(Beginning of TASK INPUTS)
//! # mygo-gateway
//!
//! A blocking HTTP implementation of
//! [`BackendGateway`](mygo_core::traits::BackendGateway) that speaks the
//! dashboard backend's JSON API.
//!
//! ```rust,ignore
//! use std::path::Path;
//! use mygo_gateway::HttpGateway;
//!
//! let gateway = HttpGateway::from_file(Path::new("mygo.toml"))?;
//! // Pass `Box::new(gateway)` to `mygo_core::Orchestrator::new(...)`.
//! ```

pub mod config;
pub mod http;

pub use config::GatewayConfig;
pub use http::HttpGateway;
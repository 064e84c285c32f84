//! Conversation session state.
//!
//! A session belongs to exactly one active agent at a time. Changing the
//! agent resets it wholesale: no messages, draft or stage survive a switch.
//! Every reset bumps an epoch, so a call started before the reset can be
//! told apart from one started after it even if the user switched back to
//! the same agent in between.

use mygo_contracts::{
    agent::{AgentDescriptor, AgentId},
    gateway::SimilarSolution,
    message::{Message, MessageId, NewMessage},
    stage::Stage,
};

use crate::log::{MessageLog, Settlement};

/// Captured when a backend call starts; checked when it settles.
#[derive(Debug, Clone, PartialEq, Eq)]
pub struct CallTicket {
    agent_id: AgentId,
    epoch: u64,
}

impl CallTicket {
    pub fn agent_id(&self) -> &AgentId {
        &self.agent_id
    }
}

/// Working state of the solution discovery workflow.
#[derive(Debug, Clone, PartialEq)]
pub struct Discovery {
    pub(crate) stage: Stage,
    /// Accumulated requirements, one paragraph per accepted answer.
    pub(crate) requirements: String,
    pub(crate) proposal: Option<String>,
    pub(crate) prior_art: Vec<SimilarSolution>,
    pub(crate) final_solution: Option<String>,
}

impl Default for Discovery {
    fn default() -> Self {
        Self {
            stage: Stage::Requirements,
            requirements: String::new(),
            proposal: None,
            prior_art: Vec::new(),
            final_solution: None,
        }
    }
}

impl Discovery {
    pub fn stage(&self) -> Stage {
        self.stage
    }

    pub fn requirements(&self) -> &str {
        &self.requirements
    }

    pub fn proposal(&self) -> Option<&str> {
        self.proposal.as_deref()
    }

    pub fn prior_art(&self) -> &[SimilarSolution] {
        &self.prior_art
    }

    pub fn final_solution(&self) -> Option<&str> {
        self.final_solution.as_deref()
    }
}

#[derive(Debug, Clone)]
pub struct ConversationSession {
    agent_id: AgentId,
    log: MessageLog,
    input_draft: String,
    pending: bool,
    epoch: u64,
    discovery: Option<Discovery>,
}

impl ConversationSession {
    pub fn new(descriptor: &AgentDescriptor) -> Self {
        Self {
            agent_id: descriptor.id.clone(),
            log: MessageLog::new(),
            input_draft: String::new(),
            pending: false,
            epoch: 0,
            discovery: descriptor.is_staged().then(Discovery::default),
        }
    }

    pub fn agent_id(&self) -> &AgentId {
        &self.agent_id
    }

    pub fn messages(&self) -> &[Message] {
        self.log.all()
    }

    pub fn log(&self) -> &MessageLog {
        &self.log
    }

    pub fn input_draft(&self) -> &str {
        &self.input_draft
    }

    pub fn set_input_draft(&mut self, draft: impl Into<String>) {
        self.input_draft = draft.into();
    }

    pub fn is_pending(&self) -> bool {
        self.pending
    }

    /// The workflow stage, for the staged agent only.
    pub fn stage(&self) -> Option<Stage> {
        self.discovery.as_ref().map(|d| d.stage)
    }

    pub fn discovery(&self) -> Option<&Discovery> {
        self.discovery.as_ref()
    }

    /// Make `descriptor` the active agent.
    ///
    /// Returns `false` and leaves the session untouched when that agent is
    /// already active.
    pub fn switch_to(&mut self, descriptor: &AgentDescriptor) -> bool {
        if descriptor.id == self.agent_id {
            return false;
        }
        self.agent_id = descriptor.id.clone();
        self.discovery = descriptor.is_staged().then(Discovery::default);
        self.reset();
        true
    }

    /// Clear the log and draft, drop any outstanding call and restart the
    /// workflow from `requirements`.
    pub fn reset(&mut self) {
        self.log.clear();
        self.input_draft.clear();
        self.pending = false;
        self.epoch += 1;
        if let Some(discovery) = self.discovery.as_mut() {
            *discovery = Discovery::default();
        }
    }

    /// Mark a call as outstanding. `None` if one already is.
    pub fn begin_call(&mut self) -> Option<CallTicket> {
        if self.pending {
            return None;
        }
        self.pending = true;
        Some(CallTicket {
            agent_id: self.agent_id.clone(),
            epoch: self.epoch,
        })
    }

    /// Whether a call started with `ticket` still belongs to this conversation.
    pub fn is_current(&self, ticket: &CallTicket) -> bool {
        ticket.agent_id == self.agent_id && ticket.epoch == self.epoch
    }

    /// Settle the call started with `ticket`.
    ///
    /// Clears `pending` and returns `true` only when the ticket is current;
    /// a stale ticket never touches the newer conversation's state.
    pub fn finish_call(&mut self, ticket: &CallTicket) -> bool {
        if !self.is_current(ticket) {
            return false;
        }
        self.pending = false;
        true
    }

    pub(crate) fn append(&mut self, message: NewMessage) -> MessageId {
        self.log.append(message)
    }

    pub(crate) fn append_pending(&mut self) -> MessageId {
        self.log.append_pending()
    }

    pub(crate) fn settle(&mut self, id: MessageId, message: NewMessage) -> Settlement {
        self.log.settle(id, message)
    }

    pub(crate) fn discovery_mut(&mut self) -> Option<&mut Discovery> {
        self.discovery.as_mut()
    }
}

#[cfg(test)]
mod tests {
    use super::*;
    use crate::registry::{AgentRegistry, SOLUTION_ADVISOR_ID};

    fn session_for(id: &str) -> (AgentRegistry, ConversationSession) {
        let registry = AgentRegistry::builtin();
        let session = ConversationSession::new(registry.resolve(Some(id)));
        (registry, session)
    }

    #[test]
    fn only_the_staged_agent_has_a_stage() {
        let (registry, mut session) = session_for("ask-yoda");
        assert_eq!(session.stage(), None);

        session.switch_to(registry.resolve(Some(SOLUTION_ADVISOR_ID)));
        assert_eq!(session.stage(), Some(Stage::Requirements));
    }

    #[test]
    fn switching_clears_all_conversation_state() {
        let (registry, mut session) = session_for(SOLUTION_ADVISOR_ID);
        session.append(NewMessage::user("hello"));
        session.set_input_draft("half typed");
        if let Some(d) = session.discovery_mut() {
            d.stage = Stage::Improvise;
            d.requirements = "returns".to_string();
        }
        let _ticket = session.begin_call();

        assert!(session.switch_to(registry.resolve(Some("spec-assistant"))));
        assert!(session.messages().is_empty());
        assert_eq!(session.input_draft(), "");
        assert!(!session.is_pending());
        assert_eq!(session.stage(), None);

        assert!(session.switch_to(registry.resolve(Some(SOLUTION_ADVISOR_ID))));
        assert_eq!(session.stage(), Some(Stage::Requirements));
        assert_eq!(session.discovery().map(|d| d.requirements()), Some(""));
    }

    #[test]
    fn switching_to_the_active_agent_is_a_no_op() {
        let (registry, mut session) = session_for("ask-yoda");
        session.append(NewMessage::user("keep me"));
        assert!(!session.switch_to(registry.resolve(Some("ask-yoda"))));
        assert_eq!(session.messages().len(), 1);
    }

    // ── Call tickets ─────────────────────────────────────────────────────────

    #[test]
    fn only_one_call_may_be_outstanding() {
        let (_, mut session) = session_for("ask-yoda");
        let ticket = session.begin_call();
        assert!(ticket.is_some());
        assert!(session.begin_call().is_none());

        if let Some(ticket) = ticket {
            assert!(session.finish_call(&ticket));
        }
        assert!(!session.is_pending());
        assert!(session.begin_call().is_some());
    }

    #[test]
    fn ticket_goes_stale_after_a_round_trip_switch() {
        let (registry, mut session) = session_for("ask-yoda");
        let ticket = session.begin_call().unwrap();

        session.switch_to(registry.resolve(Some("explain-code")));
        session.switch_to(registry.resolve(Some("ask-yoda")));

        assert_eq!(ticket.agent_id(), session.agent_id());
        assert!(!session.is_current(&ticket));
        assert!(!session.finish_call(&ticket));
    }

    #[test]
    fn stale_ticket_does_not_clear_a_newer_call() {
        let (registry, mut session) = session_for("ask-yoda");
        let old = session.begin_call().unwrap();
        session.switch_to(registry.resolve(Some("code-advisor")));
        let _new = session.begin_call().unwrap();

        assert!(!session.finish_call(&old));
        assert!(session.is_pending());
    }
}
(End of TASK INPUTS)
**YOUR INSTRUCTIONS**
Only the lines that hold the word "bool" are wanted; each should be pulled from the records.

**SOLVED PROBLEM**
    pending: bool,
    pub fn is_pending(&self) -> bool {
    pub fn switch_to(&mut self, descriptor: &AgentDescriptor) -> bool {
    pub fn is_current(&self, ticket: &CallTicket) -> bool {
    pub fn finish_call(&mut self, ticket: &CallTicket) -> bool {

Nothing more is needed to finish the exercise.